General purpose processor core and Accelerator cores with their controllers may have a data transfer unit which you might call dma controller, local program memory or instruction cache,
Local data memory or data cache, distributed shared memory and freqeuncy/voltage control register.
The existing heterogeneous multicore available on the market can be seen as a subset of the architecture.
So, our methodology is applicable to various heterogeneous multicores from different vendors.
Let me show you the list of OSCAR heterogeneous API.
You can see the specification of the OSCAR API ver. 1.0 for a homogeneous multicore part in this website.
It is composed of parallel execution API such parallel sections, memory mapping API such thread private,
Synchronization API, Timer API, data transfer API and Power control API.
To support the heterogeneous multicore, just this directive is newly added and these three directives are also added to non-coherent cache control.
OK, let’s talk about the compilation flow details.
This is the example of the hint directives for OSCAR compiler.
These directive indicates that this loop or funtion can run on specified accelerator.
Accelerator compiler or programmers specify execution time and input/output variables for accelerate-able program part.
The second step is automatic parallelization by OSCAR compiler.
First, the program is decomposed into three kinds of block called macro tasks.
That is basic block, loop block, and function block.
Aftert that, OSCAR compiler exploits the parallelism of the program.
First, the compiler make a task graph called macro-flow graph which indicates control-flow and data dependency.
Then the compiler analyze an earliest executable condition and then we get a macro-task graph which shows coarse-grain task parallelism.
Then, the compiler schedules these tasks onto CPU and accelerator using the algorithm called CP/MISF.
Green colored tasks show the tasks can be execute on at least on an accelerator.
Note that the algorithm will not assign a task to accelerator, when target accelerator is busy and the execution on processor core
May give us shorter execution time..
Then the compiler applies the power reduction.
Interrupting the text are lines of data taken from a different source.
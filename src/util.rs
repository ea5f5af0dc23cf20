//! Miscellaneous utilities.

use std::fmt;

/// Helper newtype for implementing `Display` on lists of items.
pub struct CommaSep<'a, T: 'a>(pub &'a [T]);

impl<'a, T> fmt::Display for CommaSep<'a, T>
where
    T: fmt::Display,
{
    fn fmt(&self, f: &mut fmt::Formatter) -> fmt::Result {
        for (i, item) in self.0.iter().enumerate() {
            if i != 0 {
                write!(f, ", ")?;
            }
            item.fmt(f)?
        }
        Ok(())
    }
}

/// Helper newtype for displaying a backtick-quoted SQL identifier.
///
/// Backticks inside the identifier are doubled.
pub struct Quoted<'a>(pub &'a str);

impl<'a> fmt::Display for Quoted<'a> {
    fn fmt(&self, f: &mut fmt::Formatter) -> fmt::Result {
        write!(f, "`{}`", self.0.replace('`', "``"))
    }
}
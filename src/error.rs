//! Error type for building and compiling relations.

/// Error type for attribute lookup and SQL compilation.
#[derive(thiserror::Error, Debug, Clone, PartialEq, Eq)]
pub enum Error {
    /// No relation reachable from the receiver owns a column of this name, or
    /// an attribute refers to a relation that does not occur in the tree.
    #[error("Unknown attribute: {0}")]
    UnknownAttribute(String),
    /// The catalog has no table of this name.
    #[error("Unknown table: {0}")]
    UnknownTable(String),
    /// The tree cannot be rendered as a single SELECT statement.
    #[error("Malformed relation tree: {0}")]
    MalformedTree(&'static str),
}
When the compiler finds the idle time on the scheduled result, the compiler inserts the instruction which changes frequency/voltage considering the deadline.
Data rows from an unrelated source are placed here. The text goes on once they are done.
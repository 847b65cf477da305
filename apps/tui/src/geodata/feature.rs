use geo::Contains;
use geo_types::{MultiPolygon, Point};
use geojson::JsonObject;

use crate::ndvi::Rgb;

/// A greenspace polygon with its derived stable identifier.
///
/// Identifiers come from OpenStreetMap-style `id` / `@id` properties
/// (`way/123456789`); only the trailing path segment is kept so the same
/// feature resolves to the same id regardless of the export tool.
#[derive(Debug, Clone)]
pub struct Greenspace {
    pub id: String,
    pub name: Option<String>,
    pub boundary: MultiPolygon<f64>,
    /// Base fill color assigned at load time; hover styling must restore
    /// this exact color, not a shared default.
    pub base_color: Rgb,
}

impl Greenspace {
    /// Display label: the `name` property, or a synthetic label embedding
    /// the id when the feature is unnamed.
    pub fn label(&self) -> String {
        self.name
            .clone()
            .unwrap_or_else(|| format!("Greenspace {}", self.id))
    }

    pub fn contains(&self, lon: f64, lat: f64) -> bool {
        self.boundary.contains(&Point::new(lon, lat))
    }
}

/// An NDVI sample point. Features without a numeric vegetation-index
/// property never become one of these.
#[derive(Debug, Clone, Copy)]
pub struct NdviPoint {
    pub lon: f64,
    pub lat: f64,
    pub value: f64,
}

/// Derives the stable feature id from the `id` property, falling back to
/// `@id`, keeping only the text after the last `/`.
pub fn derive_feature_id(properties: &JsonObject) -> Option<String> {
    property_string(properties, "id")
        .or_else(|| property_string(properties, "@id"))
        .map(|raw| trailing_segment(&raw).to_string())
}

/// Reads the display name from the `name` property.
pub fn feature_name(properties: &JsonObject) -> Option<String> {
    property_string(properties, "name")
}

fn trailing_segment(raw: &str) -> &str {
    raw.rsplit('/').next().unwrap_or(raw)
}

fn property_string(properties: &JsonObject, key: &str) -> Option<String> {
    match properties.get(key)? {
        serde_json::Value::String(s) if !s.is_empty() => Some(s.clone()),
        serde_json::Value::Number(n) => Some(n.to_string()),
        _ => None,
    }
}

/// Assigns a per-feature base shade so neighbouring polygons are
/// distinguishable. Deterministic in the feature id.
pub fn base_color_for(id: &str) -> Rgb {
    let hash = id
        .bytes()
        .fold(0_u64, |acc, b| acc.wrapping_mul(31) + u64::from(b));
    #[allow(clippy::cast_possible_truncation)]
    let shade = (hash % 48) as u8;
    Rgb::new(3, 121 + shade, 65)
}

#[cfg(test)]
mod tests {
    use super::*;

    fn props(json: serde_json::Value) -> JsonObject {
        json.as_object().cloned().unwrap_or_default()
    }

    #[test]
    fn id_keeps_trailing_path_segment() {
        let properties = props(serde_json::json!({"id": "way/123456789"}));
        assert_eq!(
            derive_feature_id(&properties),
            Some("123456789".to_string())
        );
    }

    #[test]
    fn id_falls_back_to_at_id() {
        let properties = props(serde_json::json!({"@id": "relation/42"}));
        assert_eq!(derive_feature_id(&properties), Some("42".to_string()));
    }

    #[test]
    fn plain_ids_pass_through() {
        let properties = props(serde_json::json!({"id": 77}));
        assert_eq!(derive_feature_id(&properties), Some("77".to_string()));
    }

    #[test]
    fn missing_id_yields_none() {
        let properties = props(serde_json::json!({"name": "West Lake Park"}));
        assert_eq!(derive_feature_id(&properties), None);
    }

    #[test]
    fn label_prefers_name_over_synthetic() {
        let named = Greenspace {
            id: "9".to_string(),
            name: Some("West Lake Park".to_string()),
            boundary: MultiPolygon(vec![]),
            base_color: base_color_for("9"),
        };
        assert_eq!(named.label(), "West Lake Park");

        let unnamed = Greenspace {
            id: "9".to_string(),
            name: None,
            boundary: MultiPolygon(vec![]),
            base_color: base_color_for("9"),
        };
        assert_eq!(unnamed.label(), "Greenspace 9");
    }

    #[test]
    fn base_color_is_stable_per_id() {
        assert_eq!(base_color_for("123"), base_color_for("123"));
    }
}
Then accelerator compiler generates the binary.
The role of accelerator compiler is to generate the data-transfer code between CPUs and accelerators in addition to accelerator binary.
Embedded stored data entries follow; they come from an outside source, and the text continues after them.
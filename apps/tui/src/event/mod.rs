mod loop_handler;

pub use loop_handler::{run, run_headless};
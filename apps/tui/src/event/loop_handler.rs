use std::io::Stdout;
use std::sync::Arc;
use std::time::Duration;

use color_eyre::Result;
use crossterm::event::{self, Event};
use ratatui::backend::CrosstermBackend;
use ratatui::layout::Rect;
use ratatui::Terminal;
use tokio::sync::mpsc;

use crate::app::state::{App, Effect, NetEvent};
use crate::app::{handle_input, handle_mouse};
use crate::client::EvaluationClient;
use crate::ui;

/// Run the main application event loop.
///
/// Network work is spawned, never awaited here: the loop keeps drawing
/// while fetches are in flight, and completed results come back through
/// the channel tagged with the selection token they were issued under.
pub async fn run(
    terminal: &mut Terminal<CrosstermBackend<Stdout>>,
    app: &mut App,
    client: EvaluationClient,
) -> Result<()> {
    // Configure event poll timeout (ms)
    const EVENT_POLL_TIMEOUT: u64 = 50;

    let client = Arc::new(client);
    let (tx, mut rx) = mpsc::unbounded_channel::<NetEvent>();

    loop {
        // Update animations
        app.update();

        if let Err(e) = terminal.draw(|f| ui::ui(app, f)) {
            return Err(color_eyre::eyre::eyre!("Terminal draw error: {e}"));
        }

        // Drain completed fetches/submits; stale tokens are dropped inside
        // apply_net_event, follow-up effects (post-submit refresh) are
        // dispatched right away.
        while let Ok(net) = rx.try_recv() {
            if let Some(effect) = app.apply_net_event(net) {
                dispatch(effect, &client, &tx);
            }
        }

        if matches!(
            event::poll(Duration::from_millis(EVENT_POLL_TIMEOUT)),
            Ok(true)
        ) {
            match event::read() {
                Ok(Event::Key(key)) => {
                    if let Some(effect) = handle_input(app, key.code) {
                        dispatch(effect, &client, &tx);
                    }
                    if !app.running {
                        break;
                    }
                }
                Ok(Event::Mouse(mouse)) => {
                    let (width, height) = crossterm::terminal::size().unwrap_or((80, 24));
                    let area = Rect::new(0, 0, width, height);
                    if let Some(effect) = handle_mouse(app, mouse, area) {
                        dispatch(effect, &client, &tx);
                    }
                }
                Ok(Event::Resize(_, _)) => {
                    // Force a redraw after resize
                    if terminal.draw(|f| ui::ui(app, f)).is_err() {
                        // Non-fatal redraw error
                    }
                }
                Ok(Event::FocusGained | Event::FocusLost | Event::Paste(_)) | Err(_) => {
                    // Ignore the rest
                }
            }
        }
    }
    Ok(())
}

/// Spawns the network call for an effect and routes its completion back
/// into the loop's channel.
fn dispatch(
    effect: Effect,
    client: &Arc<EvaluationClient>,
    tx: &mpsc::UnboundedSender<NetEvent>,
) {
    let client = Arc::clone(client);
    let tx = tx.clone();
    tokio::spawn(async move {
        let net = match effect {
            Effect::FetchEvaluations { token, green_id } => {
                let result = client.list_evaluations(&green_id).await;
                NetEvent::EvaluationsFetched { token, result }
            }
            Effect::SubmitEvaluation {
                token,
                green_id,
                comment,
            } => {
                let result = client.submit_evaluation(&green_id, &comment).await;
                NetEvent::SubmitFinished { token, result }
            }
        };
        let _ = tx.send(net);
    });
}

/// Run the application in headless mode (no UI)
pub fn run_headless(app: &mut App, json: bool) -> Result<()> {
    app.initialize()?;

    if json {
        render_headless_json(app)?;
    } else {
        render_headless_stats(app);
    }

    Ok(())
}

fn render_headless_stats(app: &App) {
    let Some(stats) = build_headless_stats(app) else {
        println!("No layers loaded");
        return;
    };

    println!("\nGreenmap Layer Stats");
    println!("====================");
    println!("Greenspaces: {}", stats.greenspaces);
    println!("Roads: {}", stats.roads);
    println!("NDVI samples: {}", stats.ndvi_points);
    println!("Skipped samples (non-numeric NDVI): {}", stats.skipped_points);

    if let (Some(min), Some(mean), Some(max)) = (stats.ndvi_min, stats.ndvi_mean, stats.ndvi_max) {
        println!("\nNDVI range:");
        println!("- min: {min:.3}");
        println!("- mean: {mean:.3}");
        println!("- max: {max:.3}");
    }
}

fn render_headless_json(app: &App) -> Result<()> {
    let Some(stats) = build_headless_stats(app) else {
        println!("{{}}");
        return Ok(());
    };
    let json = serde_json::to_string_pretty(&stats)?;
    println!("{json}");
    Ok(())
}

fn build_headless_stats(app: &App) -> Option<HeadlessStats> {
    let layers = app.layers.as_ref()?;

    let mut ndvi_min = None;
    let mut ndvi_max = None;
    let mut sum = 0.0;
    for point in &layers.points {
        sum += point.value;
        ndvi_min = Some(ndvi_min.map_or(point.value, |m: f64| m.min(point.value)));
        ndvi_max = Some(ndvi_max.map_or(point.value, |m: f64| m.max(point.value)));
    }
    #[allow(clippy::cast_precision_loss)]
    let ndvi_mean = if layers.points.is_empty() {
        None
    } else {
        Some(sum / layers.points.len() as f64)
    };

    Some(HeadlessStats {
        greenspaces: layers.greenspaces.len(),
        roads: layers.roads.len(),
        ndvi_points: layers.points.len(),
        skipped_points: layers.skipped_points,
        ndvi_min,
        ndvi_mean,
        ndvi_max,
    })
}

#[derive(serde::Serialize)]
struct HeadlessStats {
    greenspaces: usize,
    roads: usize,
    ndvi_points: usize,
    skipped_points: usize,
    ndvi_min: Option<f64>,
    ndvi_mean: Option<f64>,
    ndvi_max: Option<f64>,
}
And you can see the API in this figure, this is called accelerator_task_entry.
This directive indicates that the specified function is called by controller CPU.
What you see here is demonstration of optical flow calculation.
Shown here on your left is sequential execution by 1 cpu execution.
Shown here on your right is parallel execution by 8 cpus and 4 accelerators.
Like shown in this movie, we can achieve 32 times speedup by the proposed framwork.